Stored data:

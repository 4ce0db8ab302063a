//! Countdown rendezvous with a bounded wait.
//!
//! A [`Rendezvous`] is created with a number of required arrivals. Every
//! [`arrive`](Rendezvous::arrive) decrements the count and wakes all waiters;
//! [`wait`](Rendezvous::wait) blocks until the count is exactly zero or the
//! timeout elapses. Reaching zero is a level condition: once there, every
//! later wait returns immediately.

use std::time::Duration;

use parking_lot::{Condvar, Mutex};
use thiserror::Error;

/// Timeout used when callers do not supply one (about 11.5 days).
pub const DEFAULT_WAIT_TIMEOUT: Duration = Duration::from_secs(1_000_000);

#[derive(Debug, Clone, PartialEq, Eq, Error)]
pub enum RendezvousError {
    #[error("rendezvous timeout after {timeout:?}")]
    Timeout { timeout: Duration },
}

/// Countdown barrier shared by the threads of one proof.
#[derive(Debug)]
pub struct Rendezvous {
    // Signed: over-arrival is tolerated and simply never releases waiters.
    remaining: Mutex<i64>,
    released: Condvar,
}

impl Rendezvous {
    #[must_use]
    pub fn new(count: u32) -> Self {
        Self {
            remaining: Mutex::new(i64::from(count)),
            released: Condvar::new(),
        }
    }

    /// Arrivals still required before waiters are released.
    #[must_use]
    pub fn remaining(&self) -> i64 {
        *self.remaining.lock()
    }

    pub fn arrive(&self) {
        {
            let mut remaining = self.remaining.lock();
            *remaining -= 1;
        }
        self.released.notify_all();
    }

    /// Block until the count reaches zero, or fail after `timeout`.
    pub fn wait(&self, timeout: Duration) -> Result<(), RendezvousError> {
        let mut remaining = self.remaining.lock();
        if *remaining == 0 {
            return Ok(());
        }
        let _ = self
            .released
            .wait_while_for(&mut remaining, |count| *count != 0, timeout);
        if *remaining == 0 {
            Ok(())
        } else {
            Err(RendezvousError::Timeout { timeout })
        }
    }

    /// [`wait`](Self::wait) with [`DEFAULT_WAIT_TIMEOUT`].
    pub fn wait_default(&self) -> Result<(), RendezvousError> {
        self.wait(DEFAULT_WAIT_TIMEOUT)
    }

    pub fn arrive_and_wait(&self, timeout: Duration) -> Result<(), RendezvousError> {
        self.arrive();
        self.wait(timeout)
    }
}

**Your instructions:**
Each of the entries above is to be repeated exactly.

**Final answer:**
repository 4ce0db8ab302063a
//! Countdown rendezvous with a bounded wait.
//!
//! A [`Rendezvous`] is created with a number of required arrivals. Every
//! [`arrive`](Rendezvous::arrive) decrements the count and wakes all waiters;
//! [`wait`](Rendezvous::wait) blocks until the count is exactly zero or the
//! timeout elapses. Reaching zero is a level condition: once there, every
//! later wait returns immediately.

use std::time::Duration;

use parking_lot::{Condvar, Mutex};
use thiserror::Error;

/// Timeout used when callers do not supply one (about 11.5 days).
pub const DEFAULT_WAIT_TIMEOUT: Duration = Duration::from_secs(1_000_000);

#[derive(Debug, Clone, PartialEq, Eq, Error)]
pub enum RendezvousError {
    #[error("rendezvous timeout after {timeout:?}")]
    Timeout { timeout: Duration },
}

/// Countdown barrier shared by the threads of one proof.
#[derive(Debug)]
pub struct Rendezvous {
    // Signed: over-arrival is tolerated and simply never releases waiters.
    remaining: Mutex<i64>,
    released: Condvar,
}

impl Rendezvous {
    #[must_use]
    pub fn new(count: u32) -> Self {
        Self {
            remaining: Mutex::new(i64::from(count)),
            released: Condvar::new(),
        }
    }

    /// Arrivals still required before waiters are released.
    #[must_use]
    pub fn remaining(&self) -> i64 {
        *self.remaining.lock()
    }

    pub fn arrive(&self) {
        {
            let mut remaining = self.remaining.lock();
            *remaining -= 1;
        }
        self.released.notify_all();
    }

    /// Block until the count reaches zero, or fail after `timeout`.
    pub fn wait(&self, timeout: Duration) -> Result<(), RendezvousError> {
        let mut remaining = self.remaining.lock();
        if *remaining == 0 {
            return Ok(());
        }
        let _ = self
            .released
            .wait_while_for(&mut remaining, |count| *count != 0, timeout);
        if *remaining == 0 {
            Ok(())
        } else {
            Err(RendezvousError::Timeout { timeout })
        }
    }

    /// [`wait`](Self::wait) with [`DEFAULT_WAIT_TIMEOUT`].
    pub fn wait_default(&self) -> Result<(), RendezvousError> {
        self.wait(DEFAULT_WAIT_TIMEOUT)
    }

    pub fn arrive_and_wait(&self, timeout: Duration) -> Result<(), RendezvousError> {
        self.arrive();
        self.wait(timeout)
    }
}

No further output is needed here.